use thiserror::Error;

#[derive(Error, Debug)]
pub enum BlockPressError {
    #[error("Duplicate field name '{name}' in {entity} ({group})")]
    DuplicateFieldName {
        entity: String,
        group: String,
        name: String,
    },

    #[error("Unknown entity: {name}")]
    UnknownEntity { name: String },

    #[error("Unknown field type '{field_type}' for field '{field}' in {entity}")]
    UnknownFieldType {
        entity: String,
        field: String,
        field_type: String,
    },

    #[error("Collection field '{field}' compiled without a layout context")]
    MissingLayoutContext { field: String },

    #[error("Incompatible nesting: '{child}' cannot be nested within '{parent}'")]
    IncompatibleNesting { child: String, parent: String },

    #[error("Missing template for {name}")]
    MissingTemplate { name: String },

    #[error("Field '{field}' in {entity} has conditional logic on unknown sibling '{target}'")]
    UnknownConditionField {
        entity: String,
        field: String,
        target: String,
    },

    #[error("Invalid name '{0}'")]
    InvalidName(String),

    #[error("Config error: {0}")]
    Config(String),

    #[error("Render error: {0}")]
    Render(String),

    #[error("Validation error: {0}")]
    Validation(String),

    #[error("IO error: {0}")]
    Io(#[from] std::io::Error),

    #[error("YAML error: {0}")]
    Yaml(#[from] serde_yaml::Error),

    #[error("JSON error: {0}")]
    Json(#[from] serde_json::Error),

    #[error("SQLite error: {0}")]
    Sqlite(#[from] rusqlite::Error),

    #[error("Watch error: {0}")]
    Watch(#[from] notify::Error),

    #[error("{0}")]
    Other(String),
}

impl BlockPressError {
    /// Whether this error aborts a compilation pass.
    ///
    /// Structural errors reject the whole pass so that no partial schema or
    /// flat index is ever published.
    pub fn is_fatal_to_compile(&self) -> bool {
        matches!(
            self,
            BlockPressError::DuplicateFieldName { .. }
                | BlockPressError::UnknownFieldType { .. }
                | BlockPressError::MissingLayoutContext { .. }
                | BlockPressError::UnknownConditionField { .. }
                | BlockPressError::InvalidName(_)
        )
    }
}

pub type Result<T> = std::result::Result<T, BlockPressError>;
....................
Assignment
The task calls for each record to be returned verbatim.

Task result
use thiserror::Error;

#[derive(Error, Debug)]
pub enum BlockPressError {
    #[error("Duplicate field name '{name}' in {entity} ({group})")]
    DuplicateFieldName {
        entity: String,
        group: String,
        name: String,
    },

    #[error("Unknown entity: {name}")]
    UnknownEntity { name: String },

    #[error("Unknown field type '{field_type}' for field '{field}' in {entity}")]
    UnknownFieldType {
        entity: String,
        field: String,
        field_type: String,
    },

    #[error("Collection field '{field}' compiled without a layout context")]
    MissingLayoutContext { field: String },

    #[error("Incompatible nesting: '{child}' cannot be nested within '{parent}'")]
    IncompatibleNesting { child: String, parent: String },

    #[error("Missing template for {name}")]
    MissingTemplate { name: String },

    #[error("Field '{field}' in {entity} has conditional logic on unknown sibling '{target}'")]
    UnknownConditionField {
        entity: String,
        field: String,
        target: String,
    },

    #[error("Invalid name '{0}'")]
    InvalidName(String),

    #[error("Config error: {0}")]
    Config(String),

    #[error("Render error: {0}")]
    Render(String),

    #[error("Validation error: {0}")]
    Validation(String),

    #[error("IO error: {0}")]
    Io(#[from] std::io::Error),

    #[error("YAML error: {0}")]
    Yaml(#[from] serde_yaml::Error),

    #[error("JSON error: {0}")]
    Json(#[from] serde_json::Error),

    #[error("SQLite error: {0}")]
    Sqlite(#[from] rusqlite::Error),

    #[error("Watch error: {0}")]
    Watch(#[from] notify::Error),

    #[error("{0}")]
    Other(String),
}

impl BlockPressError {
    /// Whether this error aborts a compilation pass.
    ///
    /// Structural errors reject the whole pass so that no partial schema or
    /// flat index is ever published.
    pub fn is_fatal_to_compile(&self) -> bool {
        matches!(
            self,
            BlockPressError::DuplicateFieldName { .. }
                | BlockPressError::UnknownFieldType { .. }
                | BlockPressError::MissingLayoutContext { .. }
                | BlockPressError::UnknownConditionField { .. }
                | BlockPressError::InvalidName(_)
        )
    }
}

pub type Result<T> = std::result::Result<T, BlockPressError>;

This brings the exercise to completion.